(To do): After locating the line with "use crate::error::IndexerError;" in the data that follows, return it and every later line exactly, up to and including the line with "repository 2fb3993f689e6d6f".

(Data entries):
++++++++++

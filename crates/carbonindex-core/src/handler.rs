//! Event handler trait.

use async_trait::async_trait;

use crate::chain::ChainEvent;
use crate::error::IndexerError;

/// Reacts to a single decoded chain event.
///
/// The live listener calls this once per event. Errors are logged by the
/// caller and never stop the listener.
#[async_trait]
pub trait EventHandler: Send + Sync {
    async fn handle(&self, event: &ChainEvent) -> Result<(), IndexerError>;
}

#[cfg(test)]
mod tests {
    use super::*;
    use crate::chain::EventPayload;
    use std::sync::atomic::{AtomicU32, Ordering};
    use std::sync::Arc;

    struct Counter(Arc<AtomicU32>);

    #[async_trait]
    impl EventHandler for Counter {
        async fn handle(&self, _e: &ChainEvent) -> Result<(), IndexerError> {
            self.0.fetch_add(1, Ordering::Relaxed);
            Ok(())
        }
    }

    #[tokio::test]
    async fn handler_is_object_safe() {
        let count = Arc::new(AtomicU32::new(0));
        let handler: Arc<dyn EventHandler> = Arc::new(Counter(count.clone()));

        let event = ChainEvent::new(
            10,
            EventPayload::FarmRegistered {
                farm_id: 1,
                farmer: "0xabc".into(),
            },
        );
        handler.handle(&event).await.unwrap();
        handler.handle(&event).await.unwrap();

        assert_eq!(count.load(Ordering::Relaxed), 2);
    }
}
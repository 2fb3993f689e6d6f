//! Contract return values and logs → typed mirror records.
//!
//! Every record decoder checks the id field explicitly: a zero id is the
//! contracts' "not found" sentinel and decodes to `None`.

use std::collections::HashMap;

use alloy_dyn_abi::{DynSolType, DynSolValue, Specifier};
use alloy_primitives::{Address, B256, U256};

use carbonindex_core::{
    normalize_address, CarbonCredit, CarbonReading, ChainEvent, EventKind, EventPayload, Farm,
    FarmStats, IndexerError,
};

use crate::abi::{decode_params, ContractAbi};
use crate::logs::RawLog;

fn decode_err(msg: impl Into<String>) -> IndexerError {
    IndexerError::Decode(msg.into())
}

// ─── Scalars ──────────────────────────────────────────────────────────────────

pub fn as_u256(v: &DynSolValue) -> Result<U256, IndexerError> {
    match v {
        DynSolValue::Uint(n, _) => Ok(*n),
        other => Err(decode_err(format!("expected uint, got {other:?}"))),
    }
}

/// A uint that must fit in 64 bits (ids, counts, timestamps).
pub fn as_u64(v: &DynSolValue) -> Result<u64, IndexerError> {
    let n = as_u256(v)?;
    u64::try_from(n).map_err(|_| decode_err(format!("value {n} exceeds u64")))
}

pub fn as_bool(v: &DynSolValue) -> Result<bool, IndexerError> {
    match v {
        DynSolValue::Bool(b) => Ok(*b),
        other => Err(decode_err(format!("expected bool, got {other:?}"))),
    }
}

pub fn as_string(v: &DynSolValue) -> Result<String, IndexerError> {
    match v {
        DynSolValue::String(s) => Ok(s.clone()),
        other => Err(decode_err(format!("expected string, got {other:?}"))),
    }
}

/// Lowercase `0x…` form.
pub fn as_address(v: &DynSolValue) -> Result<String, IndexerError> {
    match v {
        DynSolValue::Address(a) => Ok(address_string(a)),
        other => Err(decode_err(format!("expected address, got {other:?}"))),
    }
}

pub fn address_string(a: &Address) -> String {
    normalize_address(&a.to_string())
}

pub fn as_list(v: &DynSolValue) -> Result<&[DynSolValue], IndexerError> {
    match v {
        DynSolValue::Array(items) | DynSolValue::FixedArray(items) | DynSolValue::Tuple(items) => {
            Ok(items)
        }
        other => Err(decode_err(format!("expected array or tuple, got {other:?}"))),
    }
}

fn fields<'a>(values: &'a [DynSolValue], n: usize, what: &str) -> Result<&'a [DynSolValue], IndexerError> {
    if values.len() != n {
        return Err(decode_err(format!("{what}: expected {n} fields, got {}", values.len())));
    }
    Ok(values)
}

/// The single return value of a one-output function.
pub fn single(values: Vec<DynSolValue>) -> Result<DynSolValue, IndexerError> {
    let mut values = values;
    match values.len() {
        1 => Ok(values.remove(0)),
        n => Err(decode_err(format!("expected one return value, got {n}"))),
    }
}

// ─── Records ──────────────────────────────────────────────────────────────────

/// Decode the 11-field farm layout shared by `farms(id)` and `getFarmByAddress`.
pub fn farm(values: &[DynSolValue]) -> Result<Option<Farm>, IndexerError> {
    let f = fields(values, 11, "farm")?;
    let id = as_u64(&f[0])?;
    if id == 0 {
        return Ok(None);
    }
    Ok(Some(Farm {
        id,
        owner: as_address(&f[1])?,
        name: as_string(&f[2])?,
        area: as_u256(&f[3])?,
        location: as_string(&f[4])?,
        soil_type: as_string(&f[5])?,
        total_carbon: as_u256(&f[6])?,
        carbon_debt: as_u256(&f[7])?,
        last_reading_at: as_u64(&f[8])?,
        is_active: as_bool(&f[9])?,
        created_at: as_u64(&f[10])?,
    }))
}

pub fn farm_stats(values: &[DynSolValue]) -> Result<FarmStats, IndexerError> {
    let f = fields(values, 6, "farm stats")?;
    Ok(FarmStats {
        total_carbon: as_u256(&f[0])?,
        carbon_debt: as_u256(&f[1])?,
        available_carbon: as_u256(&f[2])?,
        reading_count: as_u64(&f[3])?,
        credit_count: as_u64(&f[4])?,
        last_update: as_u64(&f[5])?,
    })
}

pub fn reading(value: &DynSolValue) -> Result<Option<CarbonReading>, IndexerError> {
    let f = fields(as_list(value)?, 7, "reading")?;
    let id = as_u64(&f[0])?;
    if id == 0 {
        return Ok(None);
    }
    Ok(Some(CarbonReading {
        id,
        farm_id: as_u64(&f[1])?,
        amount: as_u256(&f[2])?,
        source: as_string(&f[3])?,
        verification_hash: as_string(&f[4])?,
        timestamp: as_u64(&f[5])?,
        verified_by: as_address(&f[6])?,
    }))
}

/// `getRecentReadings` returns `tuple[]`; zeroed entries are dropped.
pub fn readings(value: &DynSolValue) -> Result<Vec<CarbonReading>, IndexerError> {
    let mut out = Vec::new();
    for item in as_list(value)? {
        if let Some(r) = reading(item)? {
            out.push(r);
        }
    }
    Ok(out)
}

/// `getCreditDetails` tuple. The metadata URI is not part of it.
pub fn credit(value: &DynSolValue) -> Result<Option<CarbonCredit>, IndexerError> {
    let f = fields(as_list(value)?, 10, "credit")?;
    let token_id = as_u64(&f[0])?;
    if token_id == 0 {
        return Ok(None);
    }
    let is_retired = as_bool(&f[7])?;
    Ok(Some(CarbonCredit {
        token_id,
        farm_id: as_u64(&f[1])?,
        farmer: as_address(&f[2])?,
        carbon_amount: as_u256(&f[3])?,
        methodology: as_string(&f[4])?,
        vintage: as_u64(&f[5])?,
        minted_at: as_u64(&f[6])?,
        is_retired,
        retired_at: if is_retired { Some(as_u64(&f[8])?) } else { None },
        retirement_reason: if is_retired { Some(as_string(&f[9])?) } else { None },
        token_uri: String::new(),
    }))
}

pub fn u64_list(value: &DynSolValue) -> Result<Vec<u64>, IndexerError> {
    as_list(value)?.iter().map(as_u64).collect()
}

pub fn address_list(value: &DynSolValue) -> Result<Vec<String>, IndexerError> {
    as_list(value)?.iter().map(as_address).collect()
}

/// `int256` price; negative values are rejected.
pub fn price(value: &DynSolValue) -> Result<U256, IndexerError> {
    match value {
        DynSolValue::Int(n, _) if n.is_negative() => {
            Err(decode_err(format!("negative carbon price {n}")))
        }
        DynSolValue::Int(n, _) => Ok(n.into_raw()),
        DynSolValue::Uint(n, _) => Ok(*n),
        other => Err(decode_err(format!("expected int, got {other:?}"))),
    }
}

// ─── Logs ─────────────────────────────────────────────────────────────────────

struct EventShape {
    kind: EventKind,
    data_types: Vec<DynSolType>,
}

/// Maps `topics[0]` to the five mirrored events and decodes their logs.
pub struct LogDecoder {
    events: HashMap<B256, EventShape>,
}

impl LogDecoder {
    pub fn new(registry: &ContractAbi, token: &ContractAbi) -> Result<Self, IndexerError> {
        let wanted = [
            (registry, EventKind::FarmRegistered),
            (registry, EventKind::CarbonAdded),
            (registry, EventKind::CarbonDebtUpdated),
            (token, EventKind::CreditMinted),
            (token, EventKind::CreditRetired),
        ];
        let mut events = HashMap::new();
        for (abi, kind) in wanted {
            let event = abi.event(kind.as_str())?;
            let data_types = event
                .inputs
                .iter()
                .filter(|p| !p.indexed)
                .map(|p| p.resolve())
                .collect::<Result<Vec<_>, _>>()
                .map_err(|e| decode_err(format!("{kind} data type: {e}")))?;
            events.insert(event.selector(), EventShape { kind, data_types });
        }
        Ok(Self { events })
    }

    /// `topics[0]` values to filter `eth_getLogs` on.
    pub fn selectors(&self) -> Vec<B256> {
        self.events.keys().copied().collect()
    }

    /// Decode one log. `Ok(None)` for removed logs and unrelated topics.
    pub fn decode(&self, log: &RawLog) -> Result<Option<ChainEvent>, IndexerError> {
        if log.is_removed() {
            return Ok(None);
        }
        let topics = log
            .topics
            .iter()
            .map(|t| t.parse::<B256>().map_err(|e| decode_err(format!("topic '{t}': {e}"))))
            .collect::<Result<Vec<_>, _>>()?;
        let Some(shape) = topics.first().and_then(|t0| self.events.get(t0)) else {
            return Ok(None);
        };

        let raw = hex::decode(log.data.strip_prefix("0x").unwrap_or(&log.data))
            .map_err(|e| decode_err(format!("log data hex: {e}")))?;
        let data = decode_params(shape.data_types.clone(), &raw)
            .map_err(|e| decode_err(format!("{} data: {e}", shape.kind)))?;

        let topic = |i: usize| {
            topics
                .get(i)
                .copied()
                .ok_or_else(|| decode_err(format!("{} missing topic {i}", shape.kind)))
        };
        let datum = |i: usize| {
            data.get(i)
                .ok_or_else(|| decode_err(format!("{} missing data field {i}", shape.kind)))
        };

        let payload = match shape.kind {
            EventKind::FarmRegistered => EventPayload::FarmRegistered {
                farmer: topic_address(topic(1)?),
                farm_id: topic_u64(topic(2)?)?,
            },
            EventKind::CarbonAdded => EventPayload::CarbonAdded {
                farm_id: topic_u64(topic(1)?)?,
                reading_id: topic_u64(topic(2)?)?,
                amount: as_u256(datum(0)?)?,
            },
            EventKind::CarbonDebtUpdated => EventPayload::CarbonDebtUpdated {
                farm_id: topic_u64(topic(1)?)?,
                new_debt: as_u256(datum(0)?)?,
            },
            EventKind::CreditMinted => EventPayload::CreditMinted {
                token_id: topic_u64(topic(1)?)?,
                farmer: topic_address(topic(2)?),
                farm_id: topic_u64(topic(3)?)?,
                carbon_amount: as_u256(datum(0)?)?,
            },
            EventKind::CreditRetired => EventPayload::CreditRetired {
                token_id: topic_u64(topic(1)?)?,
                retired_by: topic_address(topic(2)?),
                reason: as_string(datum(0)?)?,
            },
        };

        let event = ChainEvent::new(log.block_number_u64(), payload)
            .at(log.tx_hash.clone().unwrap_or_default(), log.log_index_u64());
        Ok(Some(event))
    }
}

fn topic_u64(topic: B256) -> Result<u64, IndexerError> {
    let n = U256::from_be_bytes(topic.0);
    u64::try_from(n).map_err(|_| decode_err(format!("indexed id {n} exceeds u64")))
}

fn topic_address(topic: B256) -> String {
    address_string(&Address::from_word(topic))
}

++++++++++

(Solution for this exercise):
use crate::error::IndexerError;

/// Reacts to a single decoded chain event.
///
/// The live listener calls this once per event. Errors are logged by the
/// caller and never stop the listener.
#[async_trait]
pub trait EventHandler: Send + Sync {
    async fn handle(&self, event: &ChainEvent) -> Result<(), IndexerError>;
}

#[cfg(test)]
mod tests {
    use super::*;
    use crate::chain::EventPayload;
    use std::sync::atomic::{AtomicU32, Ordering};
    use std::sync::Arc;

    struct Counter(Arc<AtomicU32>);

    #[async_trait]
    impl EventHandler for Counter {
        async fn handle(&self, _e: &ChainEvent) -> Result<(), IndexerError> {
            self.0.fetch_add(1, Ordering::Relaxed);
            Ok(())
        }
    }

    #[tokio::test]
    async fn handler_is_object_safe() {
        let count = Arc::new(AtomicU32::new(0));
        let handler: Arc<dyn EventHandler> = Arc::new(Counter(count.clone()));

        let event = ChainEvent::new(
            10,
            EventPayload::FarmRegistered {
                farm_id: 1,
                farmer: "0xabc".into(),
            },
        );
        handler.handle(&event).await.unwrap();
        handler.handle(&event).await.unwrap();

        assert_eq!(count.load(Ordering::Relaxed), 2);
    }
}
repository 2fb3993f689e6d6f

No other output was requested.